■ **Stored data**

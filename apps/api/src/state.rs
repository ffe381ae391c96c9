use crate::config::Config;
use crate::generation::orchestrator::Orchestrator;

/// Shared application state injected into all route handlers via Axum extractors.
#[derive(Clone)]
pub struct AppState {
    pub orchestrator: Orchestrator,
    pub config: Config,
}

■ **REQUIREMENT**
Please give back all of the records exactly as written.

■ **EXPECTED ANSWER**
filename apps/api/src/state.rs
repository ffe381ae391c96c9
use crate::config::Config;
use crate::generation::orchestrator::Orchestrator;

/// Shared application state injected into all route handlers via Axum extractors.
#[derive(Clone)]
pub struct AppState {
    pub orchestrator: Orchestrator,
    pub config: Config,
}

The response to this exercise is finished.